Pensacola Beach Santa Rosa Island
If you like the excitement of ocean resort towns, Pensacola Beach is less than 15 minutes from the Fort Pickens campground

The only downside of camping for several days at Fort Pickens is ironically part of its charm – its remote and natural setting. You are many miles from other attractions in the Pensacola area. Our excursions to visit some of these attractions often involved over 50 miles round trip. And to get to these “other attractions” you need to go through a busy resort and condo corridor to get to explore the area. If your visit happens to include a holiday, plan to stay around camp unless you are tolerant of heavy traffic. One time it took us an hour to cross the bridge back to Santa Rosa Island from dining out in Pensacola.
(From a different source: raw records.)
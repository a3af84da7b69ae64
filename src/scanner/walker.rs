//! Directory walker with deterministic ordering and phased traversal.
//!
//! # Overview
//!
//! This module provides the [`Walker`] struct for traversing a directory
//! tree and collecting file metadata for duplicate detection. The walk is
//! depth-first and fully sorted: within each directory, files are visited
//! before subdirectories, each group in name order. That ordering is what
//! makes the directory-step cap well-defined: when the walk stops at
//! directory N+1, every file of the N directories already visited has been
//! collected.
//!
//! Per-file failures (unreadable entries, vanished files) never abort the
//! walk; they are returned as [`SkippedFile`] records alongside the
//! successfully collected entries.
//!
//! # Example
//!
//! ```no_run
//! use dupehist::scanner::{Walker, WalkerConfig};
//! use std::path::Path;
//!
//! let walker = Walker::new(Path::new("/home/user/Downloads"), WalkerConfig::default());
//! let outcome = walker.walk().unwrap();
//! println!(
//!     "{} files, {} skipped, {} directories",
//!     outcome.files.len(),
//!     outcome.skipped.len(),
//!     outcome.directories_visited
//! );
//! ```

use std::cmp::Ordering;
use std::fs;
use std::path::{Path, PathBuf};
use std::sync::atomic::{AtomicBool, Ordering as AtomicOrdering};
use std::sync::Arc;

use walkdir::WalkDir;

use super::{FileEntry, ScanError, SkipReason, SkippedFile, WalkerConfig};

/// Result of a single walk invocation.
#[derive(Debug, Default)]
pub struct WalkOutcome {
    /// Files that passed the filters and could be stat'ed.
    pub files: Vec<FileEntry>,
    /// Entries excluded because of per-file failures.
    pub skipped: Vec<SkippedFile>,
    /// Number of directory-traversal steps consumed (the root counts).
    pub directories_visited: usize,
    /// Whether the walk stopped early at the directory cap.
    pub truncated: bool,
    /// Whether the walk stopped early because shutdown was requested.
    pub interrupted: bool,
}

/// Directory walker for deterministic file discovery.
///
/// The walker is stateless across calls: each [`Walker::walk`] starts from
/// the configured root with no persisted cursor. Phased scanning over a
/// large tree is the caller's job, using the directory cap to bound each
/// invocation.
#[derive(Debug)]
pub struct Walker {
    /// Root path to walk
    root: PathBuf,
    /// Walker configuration
    config: WalkerConfig,
    /// Optional shutdown flag for graceful termination
    shutdown_flag: Option<Arc<AtomicBool>>,
}

impl Walker {
    /// Create a new walker for the given path.
    ///
    /// # Arguments
    ///
    /// * `path` - Root directory to scan
    /// * `config` - Walker configuration options
    #[must_use]
    pub fn new(path: &Path, config: WalkerConfig) -> Self {
        Self {
            root: path.to_path_buf(),
            config,
            shutdown_flag: None,
        }
    }

    /// Set the shutdown flag for graceful termination.
    ///
    /// When the flag becomes `true`, the walker stops iteration at the
    /// next entry and marks the outcome as interrupted.
    #[must_use]
    pub fn with_shutdown_flag(mut self, flag: Arc<AtomicBool>) -> Self {
        self.shutdown_flag = Some(flag);
        self
    }

    fn is_shutdown_requested(&self) -> bool {
        self.shutdown_flag
            .as_ref()
            .is_some_and(|f| f.load(AtomicOrdering::SeqCst))
    }

    /// Validate the root path before walking.
    fn check_root(&self) -> Result<(), ScanError> {
        let metadata = fs::metadata(&self.root).map_err(|e| {
            if e.kind() == std::io::ErrorKind::NotFound {
                ScanError::NotFound(self.root.clone())
            } else {
                ScanError::Io {
                    path: self.root.clone(),
                    source: e,
                }
            }
        })?;

        if !metadata.is_dir() {
            return Err(ScanError::NotADirectory(self.root.clone()));
        }

        Ok(())
    }

    /// Walk the tree and collect file entries.
    ///
    /// Traversal is depth-first with files sorted before subdirectories in
    /// each directory, so repeated walks of an unchanged tree return the
    /// same files in the same order.
    ///
    /// # Errors
    ///
    /// Returns an error only for an invalid root (missing, not a
    /// directory, unreadable). Failures on individual entries are reported
    /// through [`WalkOutcome::skipped`].
    pub fn walk(&self) -> Result<WalkOutcome, ScanError> {
        self.check_root()?;

        let extensions = self.config.normalized_extensions();
        // A cap of 0 is treated as "no cap": the bound is only meaningful
        // when positive.
        let cap = self.config.max_directories.filter(|&n| n > 0);

        let mut outcome = WalkOutcome::default();

        let iter = WalkDir::new(&self.root)
            .follow_links(false)
            .sort_by(compare_files_first);

        for entry in iter {
            if self.is_shutdown_requested() {
                log::info!("Walk interrupted by shutdown request");
                outcome.interrupted = true;
                break;
            }

            let entry = match entry {
                Ok(entry) => entry,
                Err(e) => {
                    let path = e
                        .path()
                        .map(Path::to_path_buf)
                        .unwrap_or_else(|| self.root.clone());
                    log::debug!("Skipping unreadable entry {}: {}", path.display(), e);
                    outcome
                        .skipped
                        .push(SkippedFile::new(path, SkipReason::Walk(e.to_string())));
                    continue;
                }
            };

            if entry.file_type().is_dir() {
                outcome.directories_visited += 1;
                if let Some(cap) = cap {
                    if outcome.directories_visited > cap {
                        log::debug!(
                            "Directory cap of {} reached, stopping walk at {}",
                            cap,
                            entry.path().display()
                        );
                        outcome.directories_visited -= 1;
                        outcome.truncated = true;
                        break;
                    }
                }
                continue;
            }

            let path = entry.path();

            if let Some(exts) = &extensions {
                if !matches_extension(path, exts) {
                    continue;
                }
            }

            // Follows symlinks, like the stat the fingerprinter's read
            // will implicitly perform.
            match fs::metadata(path) {
                Ok(metadata) if metadata.is_file() => {
                    let modified = match metadata.modified() {
                        Ok(m) => m,
                        Err(e) => {
                            outcome.skipped.push(SkippedFile::new(
                                path.to_path_buf(),
                                SkipReason::Stat(e.to_string()),
                            ));
                            continue;
                        }
                    };
                    outcome
                        .files
                        .push(FileEntry::new(path.to_path_buf(), metadata.len(), modified));
                }
                Ok(_) => {
                    // Sockets, FIFOs, symlinks to directories: not regular
                    // files, nothing to fingerprint.
                    continue;
                }
                Err(e) => {
                    log::debug!("Skipping unstatable file {}: {}", path.display(), e);
                    outcome.skipped.push(SkippedFile::new(
                        path.to_path_buf(),
                        SkipReason::Stat(e.to_string()),
                    ));
                }
            }
        }

        log::debug!(
            "Walk of {} finished: {} files, {} skipped, {} directories{}",
            self.root.display(),
            outcome.files.len(),
            outcome.skipped.len(),
            outcome.directories_visited,
            if outcome.truncated { " (truncated)" } else { "" }
        );

        Ok(outcome)
    }
}

/// Sort entries within a directory: files first, then subdirectories,
/// each in name order.
///
/// Files-before-subdirectories is load-bearing for the directory cap: it
/// guarantees that every file of an already-counted directory is yielded
/// before the next directory entry appears.
fn compare_files_first(a: &walkdir::DirEntry, b: &walkdir::DirEntry) -> Ordering {
    let a_dir = a.file_type().is_dir();
    let b_dir = b.file_type().is_dir();
    a_dir
        .cmp(&b_dir)
        .then_with(|| a.file_name().cmp(b.file_name()))
}

/// Case-insensitive suffix match against normalized extensions.
fn matches_extension(path: &Path, extensions: &[String]) -> bool {
    let Some(name) = path.file_name() else {
        return false;
    };
    let name = name.to_string_lossy().to_lowercase();
    extensions.iter().any(|ext| name.ends_with(ext.as_str()))
}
Weather exposure may be a concern of some. Since Fort Pickens is on a narrow gulf barrier islands (Santa Rosa Island) it is exposed to the weather coming off the ocean. The road to the park from the resort town of Pensacola Beach is subject to flooding and there is little shelter from significant storms hitting the island. The Park Service flyer alerts you that “. . . at times there may be some risk of becoming temporarily stranded in the park, especially when a storm event or an unusual weather pattern takes us by surprise. Santa Rosa Island is a special place where we get to witness the dramatic interaction of weather, sea, and land, although doing so may at times be inconvenient, especially when plans are disrupted.”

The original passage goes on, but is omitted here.